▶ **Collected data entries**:

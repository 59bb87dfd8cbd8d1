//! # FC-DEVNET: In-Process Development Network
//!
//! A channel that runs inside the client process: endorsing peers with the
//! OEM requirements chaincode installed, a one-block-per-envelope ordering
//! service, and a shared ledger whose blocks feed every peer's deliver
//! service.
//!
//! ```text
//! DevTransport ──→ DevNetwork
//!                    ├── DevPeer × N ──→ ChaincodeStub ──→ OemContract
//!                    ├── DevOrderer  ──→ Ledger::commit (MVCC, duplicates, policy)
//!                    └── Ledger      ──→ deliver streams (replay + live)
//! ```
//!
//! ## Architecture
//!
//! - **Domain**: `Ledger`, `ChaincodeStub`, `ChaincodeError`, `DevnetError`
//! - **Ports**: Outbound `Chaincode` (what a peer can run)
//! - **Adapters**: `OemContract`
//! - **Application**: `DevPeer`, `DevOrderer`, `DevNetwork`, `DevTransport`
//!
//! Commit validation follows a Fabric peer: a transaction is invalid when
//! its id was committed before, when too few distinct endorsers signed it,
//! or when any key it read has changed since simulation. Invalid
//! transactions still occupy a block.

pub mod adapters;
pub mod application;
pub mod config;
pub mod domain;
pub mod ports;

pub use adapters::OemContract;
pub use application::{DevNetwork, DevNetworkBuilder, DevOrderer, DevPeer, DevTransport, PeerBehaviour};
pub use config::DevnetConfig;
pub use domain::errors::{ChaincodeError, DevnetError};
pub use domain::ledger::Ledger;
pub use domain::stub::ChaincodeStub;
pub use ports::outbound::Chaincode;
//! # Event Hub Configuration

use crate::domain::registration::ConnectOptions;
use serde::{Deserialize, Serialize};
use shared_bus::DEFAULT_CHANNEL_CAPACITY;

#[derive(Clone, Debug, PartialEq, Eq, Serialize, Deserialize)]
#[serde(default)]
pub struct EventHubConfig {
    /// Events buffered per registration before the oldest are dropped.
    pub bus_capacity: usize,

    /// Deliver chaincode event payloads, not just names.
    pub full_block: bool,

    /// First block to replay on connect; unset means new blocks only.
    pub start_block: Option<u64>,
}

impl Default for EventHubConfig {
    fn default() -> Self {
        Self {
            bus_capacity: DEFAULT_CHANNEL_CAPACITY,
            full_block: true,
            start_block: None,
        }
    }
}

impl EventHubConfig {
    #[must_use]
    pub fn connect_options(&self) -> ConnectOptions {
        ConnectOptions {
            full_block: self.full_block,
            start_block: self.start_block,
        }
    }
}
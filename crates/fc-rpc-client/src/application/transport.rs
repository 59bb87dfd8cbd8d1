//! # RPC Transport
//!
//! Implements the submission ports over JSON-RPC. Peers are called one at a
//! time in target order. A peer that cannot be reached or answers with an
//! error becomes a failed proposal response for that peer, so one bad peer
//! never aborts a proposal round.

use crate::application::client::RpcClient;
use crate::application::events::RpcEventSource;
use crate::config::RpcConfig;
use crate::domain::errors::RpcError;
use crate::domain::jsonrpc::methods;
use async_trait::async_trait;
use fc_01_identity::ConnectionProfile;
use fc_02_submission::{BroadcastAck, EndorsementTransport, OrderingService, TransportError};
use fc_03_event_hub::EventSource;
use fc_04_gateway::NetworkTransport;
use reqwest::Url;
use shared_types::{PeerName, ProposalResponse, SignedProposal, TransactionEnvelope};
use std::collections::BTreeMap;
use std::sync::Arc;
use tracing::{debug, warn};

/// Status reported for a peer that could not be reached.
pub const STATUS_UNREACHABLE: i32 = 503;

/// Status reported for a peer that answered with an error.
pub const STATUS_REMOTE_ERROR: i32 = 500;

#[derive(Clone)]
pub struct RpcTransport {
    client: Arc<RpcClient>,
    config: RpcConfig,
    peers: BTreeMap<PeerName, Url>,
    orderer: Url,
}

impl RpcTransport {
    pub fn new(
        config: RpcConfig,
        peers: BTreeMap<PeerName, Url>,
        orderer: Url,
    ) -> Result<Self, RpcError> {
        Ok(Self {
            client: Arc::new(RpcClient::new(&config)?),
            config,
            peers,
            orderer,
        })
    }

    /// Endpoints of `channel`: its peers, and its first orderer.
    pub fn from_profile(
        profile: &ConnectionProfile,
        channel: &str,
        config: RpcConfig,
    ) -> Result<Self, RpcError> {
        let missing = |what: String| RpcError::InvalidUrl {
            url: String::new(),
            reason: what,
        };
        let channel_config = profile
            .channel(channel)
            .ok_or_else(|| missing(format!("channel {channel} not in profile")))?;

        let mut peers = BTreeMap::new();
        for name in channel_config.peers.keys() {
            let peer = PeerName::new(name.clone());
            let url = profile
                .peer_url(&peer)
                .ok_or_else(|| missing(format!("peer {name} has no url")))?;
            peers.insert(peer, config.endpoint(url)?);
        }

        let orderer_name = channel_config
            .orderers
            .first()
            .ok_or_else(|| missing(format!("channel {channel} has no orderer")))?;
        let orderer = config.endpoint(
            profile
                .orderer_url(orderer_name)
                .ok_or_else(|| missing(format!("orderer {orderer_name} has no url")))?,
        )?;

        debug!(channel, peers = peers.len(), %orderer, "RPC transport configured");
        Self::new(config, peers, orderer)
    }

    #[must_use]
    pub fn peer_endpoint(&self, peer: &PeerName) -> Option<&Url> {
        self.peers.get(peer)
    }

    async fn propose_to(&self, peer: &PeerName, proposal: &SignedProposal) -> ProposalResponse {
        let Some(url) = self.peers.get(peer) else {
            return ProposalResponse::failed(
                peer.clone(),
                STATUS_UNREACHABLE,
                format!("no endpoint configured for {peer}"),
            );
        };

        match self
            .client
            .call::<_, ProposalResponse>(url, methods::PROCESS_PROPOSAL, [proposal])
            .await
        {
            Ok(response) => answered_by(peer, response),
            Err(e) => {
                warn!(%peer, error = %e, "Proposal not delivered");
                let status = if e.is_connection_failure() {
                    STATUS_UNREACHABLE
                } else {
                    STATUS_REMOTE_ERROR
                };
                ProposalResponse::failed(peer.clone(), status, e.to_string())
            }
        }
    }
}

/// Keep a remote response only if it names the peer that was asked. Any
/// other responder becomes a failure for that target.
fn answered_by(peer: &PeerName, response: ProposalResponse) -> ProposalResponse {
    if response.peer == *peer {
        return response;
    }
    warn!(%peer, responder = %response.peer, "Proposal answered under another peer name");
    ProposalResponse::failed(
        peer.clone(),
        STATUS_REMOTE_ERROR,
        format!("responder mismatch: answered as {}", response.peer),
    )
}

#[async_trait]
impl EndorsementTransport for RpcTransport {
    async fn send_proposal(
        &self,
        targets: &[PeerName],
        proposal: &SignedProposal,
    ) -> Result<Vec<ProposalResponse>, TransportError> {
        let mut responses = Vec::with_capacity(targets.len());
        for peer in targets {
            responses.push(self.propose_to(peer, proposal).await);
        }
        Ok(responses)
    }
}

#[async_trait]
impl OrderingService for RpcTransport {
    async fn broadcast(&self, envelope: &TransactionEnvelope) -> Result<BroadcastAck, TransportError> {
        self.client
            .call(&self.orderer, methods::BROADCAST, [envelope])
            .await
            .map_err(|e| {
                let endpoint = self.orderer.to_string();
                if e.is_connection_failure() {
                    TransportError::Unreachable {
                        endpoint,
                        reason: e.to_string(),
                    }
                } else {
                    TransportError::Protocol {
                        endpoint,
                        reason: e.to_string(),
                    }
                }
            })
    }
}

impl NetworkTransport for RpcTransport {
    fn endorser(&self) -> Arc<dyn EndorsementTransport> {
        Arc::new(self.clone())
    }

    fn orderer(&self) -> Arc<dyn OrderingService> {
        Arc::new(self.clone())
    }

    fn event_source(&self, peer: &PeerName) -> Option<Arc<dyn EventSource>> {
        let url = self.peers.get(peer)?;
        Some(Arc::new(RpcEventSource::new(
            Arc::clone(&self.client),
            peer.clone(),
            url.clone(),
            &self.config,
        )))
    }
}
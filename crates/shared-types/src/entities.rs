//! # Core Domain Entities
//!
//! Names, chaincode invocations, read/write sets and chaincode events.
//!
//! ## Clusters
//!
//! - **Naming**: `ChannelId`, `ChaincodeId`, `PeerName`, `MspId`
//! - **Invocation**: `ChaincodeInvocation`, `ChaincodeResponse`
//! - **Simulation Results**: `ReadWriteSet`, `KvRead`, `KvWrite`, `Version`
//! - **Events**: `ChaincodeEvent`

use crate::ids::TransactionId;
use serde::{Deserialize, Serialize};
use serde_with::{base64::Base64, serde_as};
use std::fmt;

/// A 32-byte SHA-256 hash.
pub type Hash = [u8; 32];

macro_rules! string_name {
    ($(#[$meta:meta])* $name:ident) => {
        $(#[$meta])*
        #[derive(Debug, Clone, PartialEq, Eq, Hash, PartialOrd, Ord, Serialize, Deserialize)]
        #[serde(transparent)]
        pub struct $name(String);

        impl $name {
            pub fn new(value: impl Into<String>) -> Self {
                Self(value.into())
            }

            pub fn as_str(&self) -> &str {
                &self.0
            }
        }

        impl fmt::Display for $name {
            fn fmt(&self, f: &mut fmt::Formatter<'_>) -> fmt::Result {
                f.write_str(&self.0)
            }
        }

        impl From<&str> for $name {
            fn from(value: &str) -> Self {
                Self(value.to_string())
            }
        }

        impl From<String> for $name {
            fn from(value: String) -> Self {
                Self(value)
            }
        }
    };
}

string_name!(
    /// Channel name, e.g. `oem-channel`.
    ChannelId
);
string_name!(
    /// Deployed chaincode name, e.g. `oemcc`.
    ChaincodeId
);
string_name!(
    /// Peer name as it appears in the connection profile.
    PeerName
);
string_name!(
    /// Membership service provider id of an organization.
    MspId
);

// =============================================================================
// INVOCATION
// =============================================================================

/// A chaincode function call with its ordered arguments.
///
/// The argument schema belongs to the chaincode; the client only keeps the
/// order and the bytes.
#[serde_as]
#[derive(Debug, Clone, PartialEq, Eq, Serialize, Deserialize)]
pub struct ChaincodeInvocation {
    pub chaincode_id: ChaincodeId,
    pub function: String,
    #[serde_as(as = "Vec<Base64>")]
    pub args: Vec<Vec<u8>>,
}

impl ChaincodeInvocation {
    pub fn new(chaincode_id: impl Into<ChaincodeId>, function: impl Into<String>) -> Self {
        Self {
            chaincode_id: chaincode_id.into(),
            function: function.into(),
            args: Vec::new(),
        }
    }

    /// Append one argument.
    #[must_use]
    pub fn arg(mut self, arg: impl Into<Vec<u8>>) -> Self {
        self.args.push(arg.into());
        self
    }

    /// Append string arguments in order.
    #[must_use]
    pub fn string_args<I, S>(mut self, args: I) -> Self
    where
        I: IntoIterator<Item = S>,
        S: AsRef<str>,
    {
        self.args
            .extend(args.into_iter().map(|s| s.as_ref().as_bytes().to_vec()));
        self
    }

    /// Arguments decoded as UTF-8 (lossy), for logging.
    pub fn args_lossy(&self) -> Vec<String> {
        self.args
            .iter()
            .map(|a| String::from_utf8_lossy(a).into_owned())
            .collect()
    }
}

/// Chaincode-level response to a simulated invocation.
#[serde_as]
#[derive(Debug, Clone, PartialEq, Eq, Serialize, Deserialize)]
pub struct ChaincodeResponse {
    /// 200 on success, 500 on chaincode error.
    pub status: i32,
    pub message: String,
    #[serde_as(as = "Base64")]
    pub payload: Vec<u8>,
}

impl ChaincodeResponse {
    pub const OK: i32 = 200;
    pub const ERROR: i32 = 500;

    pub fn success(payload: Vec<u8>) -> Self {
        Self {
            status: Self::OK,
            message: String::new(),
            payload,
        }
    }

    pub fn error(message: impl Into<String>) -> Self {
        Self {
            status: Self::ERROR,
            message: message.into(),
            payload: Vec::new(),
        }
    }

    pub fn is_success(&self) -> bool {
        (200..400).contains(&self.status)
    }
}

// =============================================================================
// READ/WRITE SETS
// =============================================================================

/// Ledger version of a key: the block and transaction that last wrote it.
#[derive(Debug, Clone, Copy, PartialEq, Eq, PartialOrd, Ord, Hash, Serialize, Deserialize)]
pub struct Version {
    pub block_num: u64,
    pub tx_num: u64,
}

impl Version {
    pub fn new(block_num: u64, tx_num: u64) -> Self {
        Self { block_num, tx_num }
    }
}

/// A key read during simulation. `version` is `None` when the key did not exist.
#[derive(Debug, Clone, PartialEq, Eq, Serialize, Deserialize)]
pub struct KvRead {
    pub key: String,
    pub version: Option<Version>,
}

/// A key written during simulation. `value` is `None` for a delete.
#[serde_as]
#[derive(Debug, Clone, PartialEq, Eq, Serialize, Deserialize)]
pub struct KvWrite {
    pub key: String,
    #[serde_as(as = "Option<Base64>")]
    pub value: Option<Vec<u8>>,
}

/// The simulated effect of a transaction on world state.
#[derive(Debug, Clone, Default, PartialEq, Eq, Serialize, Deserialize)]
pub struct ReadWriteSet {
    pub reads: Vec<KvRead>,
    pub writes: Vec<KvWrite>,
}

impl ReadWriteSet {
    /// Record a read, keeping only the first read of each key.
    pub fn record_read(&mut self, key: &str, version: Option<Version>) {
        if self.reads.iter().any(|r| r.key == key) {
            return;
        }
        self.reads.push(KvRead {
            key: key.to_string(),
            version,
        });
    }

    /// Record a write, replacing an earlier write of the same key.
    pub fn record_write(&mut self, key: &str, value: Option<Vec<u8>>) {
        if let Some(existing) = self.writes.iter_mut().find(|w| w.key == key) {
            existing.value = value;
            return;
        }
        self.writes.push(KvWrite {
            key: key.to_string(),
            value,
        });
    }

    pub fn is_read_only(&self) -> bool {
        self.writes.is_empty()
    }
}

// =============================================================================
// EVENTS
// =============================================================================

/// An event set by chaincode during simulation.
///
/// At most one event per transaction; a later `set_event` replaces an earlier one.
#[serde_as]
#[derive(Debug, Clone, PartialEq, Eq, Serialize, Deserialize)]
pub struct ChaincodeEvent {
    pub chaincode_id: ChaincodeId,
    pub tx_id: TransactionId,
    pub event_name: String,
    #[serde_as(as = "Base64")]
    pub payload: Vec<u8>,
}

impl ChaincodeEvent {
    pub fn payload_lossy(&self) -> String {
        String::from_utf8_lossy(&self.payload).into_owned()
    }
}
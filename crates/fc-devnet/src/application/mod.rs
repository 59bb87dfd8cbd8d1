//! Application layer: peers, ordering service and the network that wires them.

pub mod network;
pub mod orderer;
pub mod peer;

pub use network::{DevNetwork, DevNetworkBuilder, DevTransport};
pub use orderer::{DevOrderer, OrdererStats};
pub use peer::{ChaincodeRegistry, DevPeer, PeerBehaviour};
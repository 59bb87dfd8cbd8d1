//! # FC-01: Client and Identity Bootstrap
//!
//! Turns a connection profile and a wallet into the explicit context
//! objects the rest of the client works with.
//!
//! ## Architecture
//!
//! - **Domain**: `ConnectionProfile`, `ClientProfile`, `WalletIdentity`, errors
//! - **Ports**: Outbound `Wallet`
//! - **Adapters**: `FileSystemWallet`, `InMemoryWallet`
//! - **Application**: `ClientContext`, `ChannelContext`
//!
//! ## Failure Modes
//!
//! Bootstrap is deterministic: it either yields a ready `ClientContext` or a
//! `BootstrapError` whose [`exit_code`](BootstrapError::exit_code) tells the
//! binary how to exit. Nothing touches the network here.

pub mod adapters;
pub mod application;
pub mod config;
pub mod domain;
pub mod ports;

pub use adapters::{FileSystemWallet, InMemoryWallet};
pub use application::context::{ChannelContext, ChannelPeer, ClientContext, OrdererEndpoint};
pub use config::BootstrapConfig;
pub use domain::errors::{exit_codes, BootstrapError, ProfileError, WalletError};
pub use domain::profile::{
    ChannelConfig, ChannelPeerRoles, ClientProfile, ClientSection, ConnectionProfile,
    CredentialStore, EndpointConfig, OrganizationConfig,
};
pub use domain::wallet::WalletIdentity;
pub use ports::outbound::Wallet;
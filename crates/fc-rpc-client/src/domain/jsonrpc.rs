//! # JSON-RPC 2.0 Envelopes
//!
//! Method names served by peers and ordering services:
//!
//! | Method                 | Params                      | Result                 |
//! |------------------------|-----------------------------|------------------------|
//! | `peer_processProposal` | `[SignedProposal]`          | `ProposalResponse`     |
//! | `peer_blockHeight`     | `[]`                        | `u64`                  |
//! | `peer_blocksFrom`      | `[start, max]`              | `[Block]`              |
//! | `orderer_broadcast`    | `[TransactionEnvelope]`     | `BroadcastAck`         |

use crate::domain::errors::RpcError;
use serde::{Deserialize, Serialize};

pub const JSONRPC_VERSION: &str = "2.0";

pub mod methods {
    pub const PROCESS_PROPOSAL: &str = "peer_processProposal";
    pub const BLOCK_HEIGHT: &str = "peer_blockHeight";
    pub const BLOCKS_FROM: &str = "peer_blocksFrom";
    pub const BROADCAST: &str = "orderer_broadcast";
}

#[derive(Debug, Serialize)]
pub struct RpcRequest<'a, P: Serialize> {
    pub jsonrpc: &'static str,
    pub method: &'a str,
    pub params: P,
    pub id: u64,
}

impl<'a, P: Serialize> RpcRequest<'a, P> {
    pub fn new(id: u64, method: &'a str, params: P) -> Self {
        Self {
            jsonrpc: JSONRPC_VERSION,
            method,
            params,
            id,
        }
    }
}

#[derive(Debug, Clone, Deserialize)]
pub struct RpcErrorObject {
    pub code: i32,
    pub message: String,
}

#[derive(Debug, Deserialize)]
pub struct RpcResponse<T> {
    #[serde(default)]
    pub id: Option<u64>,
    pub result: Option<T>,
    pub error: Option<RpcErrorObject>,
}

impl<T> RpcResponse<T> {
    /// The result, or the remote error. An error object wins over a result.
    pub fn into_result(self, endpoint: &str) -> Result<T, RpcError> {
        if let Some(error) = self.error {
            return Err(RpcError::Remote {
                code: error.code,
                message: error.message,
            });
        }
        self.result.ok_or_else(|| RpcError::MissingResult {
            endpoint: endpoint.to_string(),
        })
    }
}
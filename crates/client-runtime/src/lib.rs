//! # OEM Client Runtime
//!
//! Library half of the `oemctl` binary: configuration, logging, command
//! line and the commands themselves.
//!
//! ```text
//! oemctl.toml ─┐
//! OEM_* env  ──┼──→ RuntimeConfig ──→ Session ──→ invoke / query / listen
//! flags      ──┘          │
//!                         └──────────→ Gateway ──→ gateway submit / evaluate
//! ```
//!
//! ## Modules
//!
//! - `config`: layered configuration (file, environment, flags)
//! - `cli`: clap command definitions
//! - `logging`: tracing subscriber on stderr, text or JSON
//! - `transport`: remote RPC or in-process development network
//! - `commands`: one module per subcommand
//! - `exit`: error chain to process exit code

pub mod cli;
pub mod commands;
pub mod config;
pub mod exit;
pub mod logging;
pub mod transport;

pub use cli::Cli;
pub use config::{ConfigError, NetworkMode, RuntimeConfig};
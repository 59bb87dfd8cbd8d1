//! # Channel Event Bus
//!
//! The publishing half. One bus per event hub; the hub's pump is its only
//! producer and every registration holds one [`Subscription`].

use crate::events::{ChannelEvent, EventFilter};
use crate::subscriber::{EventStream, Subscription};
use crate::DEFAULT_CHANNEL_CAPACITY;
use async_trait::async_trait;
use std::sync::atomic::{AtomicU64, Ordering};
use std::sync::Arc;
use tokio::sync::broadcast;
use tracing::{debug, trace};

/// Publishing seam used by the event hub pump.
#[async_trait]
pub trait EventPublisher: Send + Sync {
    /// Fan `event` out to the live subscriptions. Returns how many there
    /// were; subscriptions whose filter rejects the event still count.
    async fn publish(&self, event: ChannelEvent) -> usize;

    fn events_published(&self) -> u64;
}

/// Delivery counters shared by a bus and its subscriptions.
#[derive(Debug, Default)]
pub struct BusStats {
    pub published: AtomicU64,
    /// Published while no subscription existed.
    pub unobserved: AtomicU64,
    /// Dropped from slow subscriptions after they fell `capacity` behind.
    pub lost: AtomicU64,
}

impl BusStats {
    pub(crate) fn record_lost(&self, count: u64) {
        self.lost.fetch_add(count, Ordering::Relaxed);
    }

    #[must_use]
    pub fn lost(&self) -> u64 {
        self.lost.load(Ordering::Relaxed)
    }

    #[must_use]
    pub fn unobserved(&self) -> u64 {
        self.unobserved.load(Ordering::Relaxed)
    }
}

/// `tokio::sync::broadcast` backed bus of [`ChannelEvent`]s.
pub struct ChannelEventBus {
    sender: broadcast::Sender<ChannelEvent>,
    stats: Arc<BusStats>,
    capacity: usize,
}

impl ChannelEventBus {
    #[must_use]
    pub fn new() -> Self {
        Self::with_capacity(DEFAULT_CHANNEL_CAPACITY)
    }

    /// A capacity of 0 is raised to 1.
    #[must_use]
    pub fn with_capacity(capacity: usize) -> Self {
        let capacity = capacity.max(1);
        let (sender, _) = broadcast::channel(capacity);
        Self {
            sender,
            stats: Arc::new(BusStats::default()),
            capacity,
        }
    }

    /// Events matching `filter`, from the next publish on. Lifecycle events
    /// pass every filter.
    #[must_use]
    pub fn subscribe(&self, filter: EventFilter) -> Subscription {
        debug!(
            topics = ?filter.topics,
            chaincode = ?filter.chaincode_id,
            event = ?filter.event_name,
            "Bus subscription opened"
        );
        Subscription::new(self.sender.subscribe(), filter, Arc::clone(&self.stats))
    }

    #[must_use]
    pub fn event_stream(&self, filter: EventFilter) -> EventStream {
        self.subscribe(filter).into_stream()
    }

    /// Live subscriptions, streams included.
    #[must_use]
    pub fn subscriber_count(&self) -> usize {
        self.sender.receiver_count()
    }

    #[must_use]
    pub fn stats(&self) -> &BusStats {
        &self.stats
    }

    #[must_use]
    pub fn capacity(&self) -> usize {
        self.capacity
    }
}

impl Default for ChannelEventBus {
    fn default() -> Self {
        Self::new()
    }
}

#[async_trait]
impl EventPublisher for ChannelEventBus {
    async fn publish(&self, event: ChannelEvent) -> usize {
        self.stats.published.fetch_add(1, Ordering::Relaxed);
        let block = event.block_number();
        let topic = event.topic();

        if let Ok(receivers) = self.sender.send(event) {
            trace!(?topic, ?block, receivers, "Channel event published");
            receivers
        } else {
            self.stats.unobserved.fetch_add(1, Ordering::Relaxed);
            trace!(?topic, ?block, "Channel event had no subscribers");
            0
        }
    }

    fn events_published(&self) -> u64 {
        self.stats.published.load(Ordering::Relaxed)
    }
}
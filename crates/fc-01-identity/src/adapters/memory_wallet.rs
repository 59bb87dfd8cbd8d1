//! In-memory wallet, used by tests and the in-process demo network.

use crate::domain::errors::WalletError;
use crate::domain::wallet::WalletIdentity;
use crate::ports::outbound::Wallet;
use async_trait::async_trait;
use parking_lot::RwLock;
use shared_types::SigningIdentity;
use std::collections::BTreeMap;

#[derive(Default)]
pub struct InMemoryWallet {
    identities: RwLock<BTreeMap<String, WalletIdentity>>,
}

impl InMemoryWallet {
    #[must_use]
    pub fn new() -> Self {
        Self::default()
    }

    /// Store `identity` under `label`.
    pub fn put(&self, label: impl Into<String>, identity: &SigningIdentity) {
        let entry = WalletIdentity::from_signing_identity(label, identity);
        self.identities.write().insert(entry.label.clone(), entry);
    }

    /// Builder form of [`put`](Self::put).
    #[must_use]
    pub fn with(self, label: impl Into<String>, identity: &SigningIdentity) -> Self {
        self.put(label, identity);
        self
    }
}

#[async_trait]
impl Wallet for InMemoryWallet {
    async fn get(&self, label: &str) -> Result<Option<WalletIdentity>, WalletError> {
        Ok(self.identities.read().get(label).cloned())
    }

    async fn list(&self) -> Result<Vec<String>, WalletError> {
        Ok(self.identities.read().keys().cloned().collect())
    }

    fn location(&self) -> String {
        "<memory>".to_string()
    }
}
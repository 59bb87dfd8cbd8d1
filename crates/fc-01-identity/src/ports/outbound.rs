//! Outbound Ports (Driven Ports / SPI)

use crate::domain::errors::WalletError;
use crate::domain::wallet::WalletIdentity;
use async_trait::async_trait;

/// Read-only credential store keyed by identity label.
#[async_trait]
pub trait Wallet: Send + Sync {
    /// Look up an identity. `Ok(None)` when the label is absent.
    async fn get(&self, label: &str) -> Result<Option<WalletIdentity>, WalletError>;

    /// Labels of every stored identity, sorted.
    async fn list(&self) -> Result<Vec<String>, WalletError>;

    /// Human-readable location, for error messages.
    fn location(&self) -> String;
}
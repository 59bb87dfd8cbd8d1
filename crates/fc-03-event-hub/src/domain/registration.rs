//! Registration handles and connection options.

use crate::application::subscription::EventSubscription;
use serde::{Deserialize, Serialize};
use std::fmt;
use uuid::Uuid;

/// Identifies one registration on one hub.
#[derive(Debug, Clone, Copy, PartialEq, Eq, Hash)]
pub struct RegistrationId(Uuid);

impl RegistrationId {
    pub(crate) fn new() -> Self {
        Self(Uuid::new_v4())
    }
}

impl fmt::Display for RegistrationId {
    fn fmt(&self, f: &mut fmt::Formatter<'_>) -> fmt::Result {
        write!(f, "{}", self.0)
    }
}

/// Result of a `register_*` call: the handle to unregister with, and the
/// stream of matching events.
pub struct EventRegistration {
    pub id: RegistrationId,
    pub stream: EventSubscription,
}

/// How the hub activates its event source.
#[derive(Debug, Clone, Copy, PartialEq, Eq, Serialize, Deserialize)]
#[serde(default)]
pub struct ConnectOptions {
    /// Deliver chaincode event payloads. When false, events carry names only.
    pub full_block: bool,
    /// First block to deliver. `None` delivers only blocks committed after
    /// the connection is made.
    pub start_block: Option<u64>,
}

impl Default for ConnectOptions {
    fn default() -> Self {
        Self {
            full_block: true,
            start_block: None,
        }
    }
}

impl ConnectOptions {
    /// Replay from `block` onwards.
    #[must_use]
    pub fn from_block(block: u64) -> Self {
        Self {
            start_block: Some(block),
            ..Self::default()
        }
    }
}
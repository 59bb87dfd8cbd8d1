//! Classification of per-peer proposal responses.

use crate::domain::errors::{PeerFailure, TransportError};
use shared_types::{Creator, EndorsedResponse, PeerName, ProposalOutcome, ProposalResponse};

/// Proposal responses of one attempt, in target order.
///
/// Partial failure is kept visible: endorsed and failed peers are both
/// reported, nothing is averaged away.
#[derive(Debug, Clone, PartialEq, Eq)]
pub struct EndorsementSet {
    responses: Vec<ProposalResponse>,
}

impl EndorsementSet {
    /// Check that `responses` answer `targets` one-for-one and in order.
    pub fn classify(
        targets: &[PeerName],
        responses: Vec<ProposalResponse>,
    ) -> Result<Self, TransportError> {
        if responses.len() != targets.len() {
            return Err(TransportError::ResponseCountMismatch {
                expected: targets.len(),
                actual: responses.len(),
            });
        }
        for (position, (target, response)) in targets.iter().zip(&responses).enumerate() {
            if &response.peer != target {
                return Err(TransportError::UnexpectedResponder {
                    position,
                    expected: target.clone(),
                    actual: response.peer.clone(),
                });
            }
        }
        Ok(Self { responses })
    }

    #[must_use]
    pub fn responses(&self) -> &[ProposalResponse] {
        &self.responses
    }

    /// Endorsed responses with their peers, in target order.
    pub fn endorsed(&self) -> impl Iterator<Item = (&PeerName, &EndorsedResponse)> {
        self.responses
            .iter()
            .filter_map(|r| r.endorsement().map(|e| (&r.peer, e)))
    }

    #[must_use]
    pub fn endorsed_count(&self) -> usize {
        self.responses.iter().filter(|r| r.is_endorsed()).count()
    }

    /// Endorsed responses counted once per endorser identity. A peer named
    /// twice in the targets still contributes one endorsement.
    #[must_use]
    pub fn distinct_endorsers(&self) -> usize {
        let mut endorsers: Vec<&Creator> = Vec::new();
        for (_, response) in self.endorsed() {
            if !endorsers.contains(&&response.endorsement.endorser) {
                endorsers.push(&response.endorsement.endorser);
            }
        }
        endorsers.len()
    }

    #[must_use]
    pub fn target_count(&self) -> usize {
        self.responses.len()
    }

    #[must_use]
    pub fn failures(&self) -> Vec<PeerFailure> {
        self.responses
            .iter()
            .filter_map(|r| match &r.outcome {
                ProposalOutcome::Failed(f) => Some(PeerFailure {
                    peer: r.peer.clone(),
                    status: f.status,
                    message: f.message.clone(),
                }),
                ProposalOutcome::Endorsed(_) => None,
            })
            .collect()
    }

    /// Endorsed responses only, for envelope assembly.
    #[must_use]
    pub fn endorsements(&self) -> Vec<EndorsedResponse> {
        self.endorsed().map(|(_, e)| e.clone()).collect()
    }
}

▶ **TASK INSTRUCTIONS**: Wherever a line of the data holds "const", copy that line.

▶ **YOUR SOLUTION**:
pub const STATUS_UNREACHABLE: i32 = 503;
pub const STATUS_REMOTE_ERROR: i32 = 500;
    pub const OK: i32 = 200;
    pub const ERROR: i32 = 500;
pub const JSONRPC_VERSION: &str = "2.0";
    pub const PROCESS_PROPOSAL: &str = "peer_processProposal";
    pub const BLOCK_HEIGHT: &str = "peer_blockHeight";
    pub const BLOCKS_FROM: &str = "peer_blocksFrom";
    pub const BROADCAST: &str = "orderer_broadcast";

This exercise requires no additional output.